National housing fund finally passes with concessions to Greens
The Labor Government's key housing policy has finally gained Senate support but not before it had to cough up another $1 billion to meet demands from The Greens.
The Labor Government’s housing policy centrepiece has finally secured Senate approval after months of political wrangling that had threatened to cause an early federal election.
The Housing Australia Future Fund (HAFF) passed with a majority vote in the Senate on Wednesday (13 September) after an agreement was reached between the government and The Greens.
In exchange for the Greens’ support of the HAFF Bill, the government on Monday agreed to spend a further $1 billion in immediate and direct spending on public and community housing. The funding will be distributed through the National Housing Finance and Investment Corporation (NHFIC).
The latest deal-making means The Greens have extracted an additional $3 billion in total that would be spent directly on housing.
The $10 billion HAFF includes 30,000 new and affordable social homes to be built in its first five years.
Property and building peak bodies welcomed the end of the political impasse that had threatened to derail the much-needed initiative to address the country’s chronic undersupply of housing.
Property Council of Australia Chief Executive Mike Zorbas welcomed the agreement.
“A wealthy, land rich nation like Australia should not have a housing deficit,” Mr Zorbas said.
“This is welcome news for new social housing and housing supply in general.
“Australia now has a better chance of achieving our ambitious national target of 1.2 million homes by 2029.
“Now we must turn our attention to the unfinished business of improving our state planning systems so they can deal with the welcome influx of skilled migrants and students over the decade ahead,” he said.
Master Builders Australia CEO Denita Wawn said the combination of the Housing Future Fund, the National Housing Supply and Affordability Council, and Housing Australia embeds housing as a core infrastructure priority for the Federal Government.
“The cooperation seen across all levels of government to prioritise tackling the housing crisis is a relief to many doing it tough.
“Whether it is social and community housing, rental properties, or owner-occupiers, the common constraint is supply.
“The Housing Australia Future Fund legislation is a vital piece in the housing puzzle by encouraging investment in the social and community housing sector.
“Passing this legislation is imperative to delivering the National Housing Accord target of 1.2 million new, well-located homes in the next five years.
Ms Wawn added that the Government has rightfully not bowed to pressure for harmful rental market interventions that she said would do nothing to boost housing supply.
“We know the biggest handbrake on housing supply is making it easier for new projects to get the green light by kickstarting private investment and reducing development costs and delays.
“To improve housing affordability across the market, all levels of government must continue to work together to implement continuous land supply through rezoning and planning, and taxes on the development and buying process should be reduced,” Ms Wawn said.
Greens say renters are winners
Greens Leader Adam Bandt said the party would continue to use its position in balance of power to push the government to address soaring rents with a freeze and cap on rents.
Those measures have so far been resisted and attracted harsh criticism from property commentators.
“Renters are powerful and the Greens are the party of renters.

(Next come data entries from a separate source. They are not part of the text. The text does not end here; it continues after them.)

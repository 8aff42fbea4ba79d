//! Command-line interface parsing
//!
//! The configuration surface is two flags: `--refresh` to bypass cached
//! payloads for one run, and `--cache-dir` to relocate the cache.

use clap::Parser;
use std::path::PathBuf;

/// Launch Tracker - browse SpaceX launch history with filtering and statistics
#[derive(Parser, Debug)]
#[command(name = "launchtrack")]
#[command(about = "Browse SpaceX launch history with filtering and statistics")]
#[command(version)]
pub struct Cli {
    /// Ignore cached payloads this run and refetch from the API
    ///
    /// Fetched payloads are still written back, so a forced refresh
    /// repopulates the cache.
    #[arg(long)]
    pub refresh: bool,

    /// Directory for cached API payloads
    ///
    /// Defaults to the platform cache directory
    /// (`~/.cache/launchtrack/` on Linux).
    #[arg(long, value_name = "DIR")]
    pub cache_dir: Option<PathBuf>,
}
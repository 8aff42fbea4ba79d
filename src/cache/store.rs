//! Disk-backed cache for raw API payloads
//!
//! Stores one JSON file per cache key, each wrapping the payload in an
//! envelope that records when it was written and when it expires. Reads of
//! missing, corrupt, or stale entries all degrade to "absent" so the fetch
//! pipeline never has to handle a cache fault.

use chrono::{DateTime, Duration, Utc};
use directories::ProjectDirs;
use serde::{de::DeserializeOwned, Deserialize, Serialize};
use std::fs;
use std::path::PathBuf;
use tracing::{debug, warn};

/// Default time-to-live for cache entries: 24 hours.
const DEFAULT_TTL_SECS: i64 = 24 * 60 * 60;

/// On-disk envelope wrapping a cached payload with its freshness window.
///
/// Freshness is carried inside the record rather than read off file
/// metadata, so copying or restoring cache files preserves their expiry.
#[derive(Debug, Serialize, Deserialize)]
struct CacheEnvelope<T> {
    /// The cached payload, stored verbatim
    data: T,
    /// When the payload was written
    cached_at: DateTime<Utc>,
    /// When the entry stops being served
    expires_at: DateTime<Utc>,
}

/// Reads and writes cached payloads under a single directory
///
/// Entries are keyed by logical name (`launches`, `rockets`, ...), one
/// `<key>.json` file each, overwritten wholesale on every save. There is no
/// eviction beyond the staleness check at read time and no delete operation.
#[derive(Debug, Clone)]
pub struct CacheStore {
    /// Directory holding the cache files
    cache_dir: PathBuf,
    /// Maximum age before an entry is treated as absent
    ttl: Duration,
}

impl CacheStore {
    /// Creates a store rooted at the platform cache directory
    /// (`~/.cache/launchtrack/` on Linux).
    ///
    /// Returns `None` when no home directory can be determined; the caller
    /// is expected to run uncached in that case.
    pub fn new() -> Option<Self> {
        let project_dirs = ProjectDirs::from("", "", "launchtrack")?;
        Some(Self::with_dir(project_dirs.cache_dir().to_path_buf()))
    }

    /// Creates a store rooted at an explicit directory.
    pub fn with_dir(cache_dir: PathBuf) -> Self {
        Self {
            cache_dir,
            ttl: Duration::seconds(DEFAULT_TTL_SECS),
        }
    }

    /// Overrides the entry time-to-live.
    pub fn with_ttl(mut self, ttl: Duration) -> Self {
        self.ttl = ttl;
        self
    }

    /// Path of the file backing `key`.
    fn cache_path(&self, key: &str) -> PathBuf {
        self.cache_dir.join(format!("{}.json", key))
    }

    /// Loads the payload stored under `key`.
    ///
    /// Returns `Some` only when the entry exists, parses, and has not
    /// outlived its TTL. Every failure mode — missing file, unreadable
    /// file, corrupt JSON, stale entry — is logged and reported as absent;
    /// no error reaches the caller.
    pub fn load<T: DeserializeOwned>(&self, key: &str) -> Option<T> {
        let path = self.cache_path(key);

        let content = match fs::read_to_string(&path) {
            Ok(content) => content,
            Err(e) if e.kind() == std::io::ErrorKind::NotFound => return None,
            Err(e) => {
                warn!("failed to read cache file {}: {}", path.display(), e);
                return None;
            }
        };

        let envelope: CacheEnvelope<T> = match serde_json::from_str(&content) {
            Ok(envelope) => envelope,
            Err(e) => {
                warn!("discarding corrupt cache entry '{}': {}", key, e);
                return None;
            }
        };

        if Utc::now() > envelope.expires_at {
            debug!("cache entry '{}' is stale, treating as absent", key);
            return None;
        }

        Some(envelope.data)
    }

    /// Persists `data` under `key`, overwriting any prior entry.
    ///
    /// Failures are logged and swallowed: a save that does not stick only
    /// means no caching this round, it must never block the pipeline.
    pub fn save<T: Serialize>(&self, key: &str, data: &T) {
        if let Err(e) = fs::create_dir_all(&self.cache_dir) {
            warn!(
                "failed to create cache directory {}: {}",
                self.cache_dir.display(),
                e
            );
            return;
        }

        let now = Utc::now();
        let envelope = CacheEnvelope {
            data,
            cached_at: now,
            expires_at: now + self.ttl,
        };

        let json = match serde_json::to_string(&envelope) {
            Ok(json) => json,
            Err(e) => {
                warn!("failed to serialize cache entry '{}': {}", key, e);
                return;
            }
        };

        let path = self.cache_path(key);
        if let Err(e) = fs::write(&path, json) {
            warn!("failed to write cache file {}: {}", path.display(), e);
        }
    }
}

We have won more money for housing for renters, and rent control is next,” Mr Bandt said.
“Nine months ago, the government refused to guarantee a single dollar for housing, and renters barely even registered in the national debate. The Greens have secured $3 billion directly spent on housing, and renters are now a vocal social movement that won’t be ignored.
“Labor’s HAFF still won’t fix the housing crisis, but the Greens have secured $3 billion dollars for housing right now – not relying on a gamble on the stock market – and we’ve got to a position where it can pass the Senate.
“Renters have watched on in horror as Labor has refused to cap and freeze soaring rents.”